Make time for human connection

Recently, some have pointed out how video conferencing may be good for synchronous check ins, but it’s missing the element of human connection that helps people build trust at the beginning of a partnership. Do you think this is a problem that can be solved with technology?

GM: Great question. Well, it partly involves a technology solution, and it partly involves a human solution. In terms of the human solution, we have an association with tools like Zoom, that the purpose is only for meetings, and to exchange work-related information. We generally schedule Zoom meetings for an hour, and you use that hour for conducting business. We don't schedule in time for informal interaction. 

When I meet with my lab, I always schedule in time at the beginning to do check ins. We go around and each person talks about what they did for the last week—how they're feeling, how they're doing. This has actually enabled everyone in the lab to bond together. Some people had never met each other before because I had a post doc who was new, and another person had left to take a faculty position, but still joins the meeting. 
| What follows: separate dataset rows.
//! Spawn floor invariant: no tile lies below the current spawn range.

use super::Invariant;
use crate::Game;

/// Invariant: every tile is at least the spawn range's floor.
///
/// Low tiles are pruned whenever the floor rises, and merges only ever
/// produce numbers at or above the tiles they consume.
pub struct SpawnFloorInvariant;

impl Invariant<Game> for SpawnFloorInvariant {
    fn holds(game: &Game) -> bool {
        let low = game.range().low();
        game.grid().tiles().all(|(_, tile)| tile.number >= low)
    }

    fn description() -> &'static str {
        "No tile is below the spawn floor"
    }
}

#[cfg(test)]
mod tests {
    use super::*;
    use crate::{GridDimensions, GridSnapshot, TilePos};
    use rand::SeedableRng;
    use rand::rngs::StdRng;

    #[test]
    fn test_pruned_board_holds() {
        let mut cells = vec![1u8; 30];
        cells[0] = 20;
        let game = Game::from_snapshot(
            GridDimensions::default(),
            &GridSnapshot::new(cells),
            StdRng::seed_from_u64(8),
        )
        .expect("valid snapshot");
        assert_eq!(game.range().low(), 6);
        assert!(SpawnFloorInvariant::holds(&game));
    }

    #[test]
    fn test_low_tile_violates() {
        let mut cells = vec![7u8; 30];
        cells[0] = 20;
        let mut game = Game::from_snapshot(
            GridDimensions::default(),
            &GridSnapshot::new(cells),
            StdRng::seed_from_u64(8),
        )
        .expect("valid snapshot");
        game.grid.set_tile(TilePos::new(3, 3), 2).expect("in bounds");
        assert!(!SpawnFloorInvariant::holds(&game));
    }
}
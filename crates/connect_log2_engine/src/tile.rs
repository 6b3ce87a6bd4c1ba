//! Tile values and the spawn range.

use crate::error::EngineError;
use serde::{Deserialize, Serialize};

/// Content of an occupied grid cell.
///
/// `number` is an exponent: the tile's real value is `2^number`.
#[derive(Debug, Clone, Copy, PartialEq, Eq, Hash, Serialize, Deserialize)]
pub struct GridTile {
    /// Exponent of the tile.
    pub number: u8,
}

impl GridTile {
    /// Lowest number a tile is designed to carry.
    pub const MIN_NUMBER: u8 = 1;
    /// Highest number a tile is designed to carry (2^60).
    pub const MAX_NUMBER: u8 = 60;

    /// Creates a tile with the given exponent.
    pub const fn new(number: u8) -> Self {
        Self { number }
    }

    /// Returns `2^number`.
    ///
    /// Exponents beyond the width of `u128` saturate to `u128::MAX`.
    pub fn real_value(self) -> u128 {
        1u128.checked_shl(u32::from(self.number)).unwrap_or(u128::MAX)
    }
}

/// Half-open interval `[low, high)` of numbers for newly spawned tiles.
#[derive(Debug, Clone, Copy, PartialEq, Eq, Hash, Serialize, Deserialize)]
pub struct TileRange {
    low: u8,
    high: u8,
}

impl TileRange {
    /// Width of every range produced by [`TileRange::starting_at`].
    pub const SIZE: u8 = 8;

    /// Creates a range, rejecting empty ranges and a floor below 1.
    pub fn new(low: u8, high: u8) -> Result<Self, EngineError> {
        if low < GridTile::MIN_NUMBER || low >= high {
            return Err(EngineError::InvalidRange { low, high });
        }
        Ok(Self { low, high })
    }

    /// Returns the standard-width range starting at `low`.
    ///
    /// `low` is clamped to `1..=u8::MAX - SIZE` so the range is never empty.
    pub fn starting_at(low: u8) -> Self {
        let low = low.clamp(GridTile::MIN_NUMBER, u8::MAX - Self::SIZE);
        Self {
            low,
            high: low + Self::SIZE,
        }
    }

    /// Returns the range a board whose highest tile is `highest` should spawn from.
    ///
    /// The floor rises half as fast as the highest tile once it passes 10:
    /// `max(1, (highest - 8) / 2)` with flooring division.
    pub fn for_highest(highest: u8) -> Self {
        let low = (i32::from(highest) - 8).div_euclid(2).max(1);
        Self::starting_at(u8::try_from(low).unwrap_or(u8::MAX))
    }

    /// Inclusive lower bound.
    pub fn low(&self) -> u8 {
        self.low
    }

    /// Exclusive upper bound.
    pub fn high(&self) -> u8 {
        self.high
    }

    /// Returns true if `number` may be spawned from this range.
    pub fn contains(&self, number: u8) -> bool {
        (self.low..self.high).contains(&number)
    }
}

impl Default for TileRange {
    fn default() -> Self {
        Self::starting_at(GridTile::MIN_NUMBER)
    }
}

impl std::fmt::Display for TileRange {
    fn fmt(&self, f: &mut std::fmt::Formatter<'_>) -> std::fmt::Result {
        write!(f, "[{}, {})", self.low, self.high)
    }
}

#[cfg(test)]
mod tests {
    use super::*;

    #[test]
    fn test_real_value() {
        assert_eq!(GridTile::new(1).real_value(), 2);
        assert_eq!(GridTile::new(10).real_value(), 1024);
        assert_eq!(GridTile::new(60).real_value(), 1u128 << 60);
    }

    #[test]
    fn test_default_range() {
        let range = TileRange::default();
        assert_eq!((range.low(), range.high()), (1, 9));
    }

    #[test]
    fn test_range_rejects_empty_interval() {
        assert!(TileRange::new(5, 5).is_err());
        assert!(TileRange::new(0, 4).is_err());
        assert!(TileRange::new(2, 3).is_ok());
    }

    #[test]
    fn test_starting_at_never_empty() {
        let top = TileRange::starting_at(u8::MAX);
        assert_eq!((top.low(), top.high()), (u8::MAX - TileRange::SIZE, u8::MAX));
        assert!(top.contains(u8::MAX - 1));
        assert_eq!(TileRange::starting_at(0), TileRange::default());
    }

    #[test]
    fn test_range_for_highest() {
        assert_eq!(TileRange::for_highest(20), TileRange::starting_at(6));
        assert_eq!(TileRange::for_highest(13), TileRange::starting_at(2));
        for highest in 1..=11 {
            assert_eq!(TileRange::for_highest(highest), TileRange::default());
        }
    }
}
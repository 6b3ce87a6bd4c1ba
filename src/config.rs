//! Player and storage configuration.
//!
//! Values come from a TOML file, then `CONNECT_LOG2_*` environment
//! variables (a `.env` file is loaded by the binary), then CLI flags.

use crate::AppError;
use connect_log2_engine::GridDimensions;
use derive_getters::Getters;
use serde::{Deserialize, Serialize};
use std::path::{Path, PathBuf};
use tracing::{debug, info, instrument};

/// Config file looked up in the working directory when none is given.
pub const DEFAULT_CONFIG_FILE: &str = "connect_log2.toml";

const HISCORE_FILE: &str = "hiscore.json";
const SAVE_FILE: &str = "savegame.json";
const LOG_FILE: &str = "connect_log2.log";

/// Settings for one run of the game.
#[derive(Debug, Clone, PartialEq, Eq, Getters, Serialize, Deserialize)]
pub struct AppConfig {
    /// Directory holding the high-score table, the save slot and the log.
    #[serde(default = "default_data_dir")]
    data_dir: PathBuf,

    /// Name written next to high scores.
    #[serde(default = "default_user")]
    user: String,

    /// Pause between the drop and fill phases of a refill.
    #[serde(default)]
    animation_delay_ms: u64,

    /// Board width.
    #[serde(default = "default_columns")]
    grid_columns: i32,

    /// Board height.
    #[serde(default = "default_rows")]
    grid_rows: i32,
}

fn default_data_dir() -> PathBuf {
    std::env::var_os("HOME")
        .map(PathBuf::from)
        .unwrap_or_else(|| PathBuf::from("."))
        .join(".connect_log2")
}

fn default_user() -> String {
    std::env::var("USER")
        .or_else(|_| std::env::var("USERNAME"))
        .unwrap_or_else(|_| "player".to_string())
}

fn default_columns() -> i32 {
    GridDimensions::DEFAULT_COLUMNS
}

fn default_rows() -> i32 {
    GridDimensions::DEFAULT_ROWS
}

impl Default for AppConfig {
    fn default() -> Self {
        Self {
            data_dir: default_data_dir(),
            user: default_user(),
            animation_delay_ms: 0,
            grid_columns: default_columns(),
            grid_rows: default_rows(),
        }
    }
}

impl AppConfig {
    /// Loads configuration from a TOML file.
    #[instrument(skip(path), fields(path = %path.as_ref().display()))]
    pub fn from_file(path: impl AsRef<Path>) -> Result<Self, AppError> {
        debug!("Loading config from file");
        let content = std::fs::read_to_string(path.as_ref()).map_err(|e| {
            AppError::new(format!(
                "Failed to read config file {}: {}",
                path.as_ref().display(),
                e
            ))
        })?;
        let config: Self = toml::from_str(&content)?;
        info!(user = %config.user, data_dir = %config.data_dir.display(), "Config loaded");
        Ok(config)
    }

    /// Resolves the configuration for a run.
    ///
    /// An explicit `path` must exist. Without one, [`DEFAULT_CONFIG_FILE`]
    /// is used if present, else the defaults. Environment overrides are
    /// applied last.
    #[instrument]
    pub fn load(path: Option<&Path>) -> Result<Self, AppError> {
        let mut config = match path {
            Some(path) => Self::from_file(path)?,
            None if Path::new(DEFAULT_CONFIG_FILE).is_file() => {
                Self::from_file(DEFAULT_CONFIG_FILE)?
            }
            None => {
                debug!("No config file, using defaults");
                Self::default()
            }
        };
        config.apply_env(|key| std::env::var(key).ok())?;
        Ok(config)
    }

    /// Overrides fields from `CONNECT_LOG2_*` variables looked up through `var`.
    #[instrument(skip(self, var))]
    pub fn apply_env<F>(&mut self, var: F) -> Result<(), AppError>
    where
        F: Fn(&str) -> Option<String>,
    {
        if let Some(dir) = var("CONNECT_LOG2_DATA_DIR") {
            self.data_dir = PathBuf::from(dir);
        }
        if let Some(user) = var("CONNECT_LOG2_USER") {
            self.user = user;
        }
        if let Some(delay) = var("CONNECT_LOG2_ANIMATION_DELAY_MS") {
            self.animation_delay_ms = parse_env("CONNECT_LOG2_ANIMATION_DELAY_MS", &delay)?;
        }
        if let Some(columns) = var("CONNECT_LOG2_GRID_COLUMNS") {
            self.grid_columns = parse_env("CONNECT_LOG2_GRID_COLUMNS", &columns)?;
        }
        if let Some(rows) = var("CONNECT_LOG2_GRID_ROWS") {
            self.grid_rows = parse_env("CONNECT_LOG2_GRID_ROWS", &rows)?;
        }
        Ok(())
    }

    /// Replaces the data directory.
    pub fn with_data_dir(mut self, data_dir: impl Into<PathBuf>) -> Self {
        self.data_dir = data_dir.into();
        self
    }

    /// Replaces the user name.
    pub fn with_user(mut self, user: impl Into<String>) -> Self {
        self.user = user.into();
        self
    }

    /// Board dimensions, validated.
    pub fn dimensions(&self) -> Result<GridDimensions, AppError> {
        Ok(GridDimensions::new(self.grid_columns, self.grid_rows)?)
    }

    /// Location of the high-score table.
    pub fn hiscore_path(&self) -> PathBuf {
        self.data_dir.join(HISCORE_FILE)
    }

    /// Location of the save slot.
    pub fn save_path(&self) -> PathBuf {
        self.data_dir.join(SAVE_FILE)
    }

    /// Location of the terminal front-end's log file.
    pub fn log_path(&self) -> PathBuf {
        self.data_dir.join(LOG_FILE)
    }

    /// Creates the data directory if needed.
    #[instrument(skip(self), fields(data_dir = %self.data_dir.display()))]
    pub fn ensure_data_dir(&self) -> Result<(), AppError> {
        std::fs::create_dir_all(&self.data_dir)?;
        Ok(())
    }
}

fn parse_env<T: std::str::FromStr>(key: &str, value: &str) -> Result<T, AppError> {
    value
        .trim()
        .parse()
        .map_err(|_| AppError::new(format!("Invalid value for {}: {:?}", key, value)))
}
This small action of doing check ins really made a huge difference. It's also created connections so that people can contact each other outside of this formal lab. So that's the human side of it. 

On the technology side, I think people need to have information about the people with whom they're interacting. If I'm going to be on a Zoom meeting, it’s going to be very helpful to know who are the people I’m meeting with. I'd like to have more of the background on [their] personal profile. I think technology can help with that. 

In terms of the communication software itself, I think video has come a long way compared to what we used to do 10 years ago. So that part is good. I see demos of current virtual world systems, which are like Second Life but much more advanced. 

“When I meet with my lab, I always schedule in time at the beginning to do check ins. This small action really made a huge difference.”

What’s your sense of the effectiveness of Second Life-style avatars in virtual reality meetings? 

GM: I don't know. I may be a little jaded because I had studied these virtual worlds a long time ago, when they first came out. I was very excited about them. Then I just found that people lose interest very quickly. You know, there's a novelty aspect. You get very excited, and people are there for a while, then they just don't tend to come back. I guess we'll see if these systems stick. Second Life didn’t stick, but there were a lot of technical problems with Second Life. 

So until we have some new form of technology, it sounds like it’s really up to us to add the human connection by setting a tone of curiosity and empathy to help everyone in the meeting feel relaxed and ready for conversation?

GM: Here's what I recommend. We tend to schedule meetings for one hour. I think we should schedule 10 minutes at the beginning of the hour for a check in, for getting to know each other, and 50 minutes for the meeting. With a good agenda, and a person who's really good at keeping time, you can accomplish what you had originally thought of as taking 60 minutes in 50 minutes.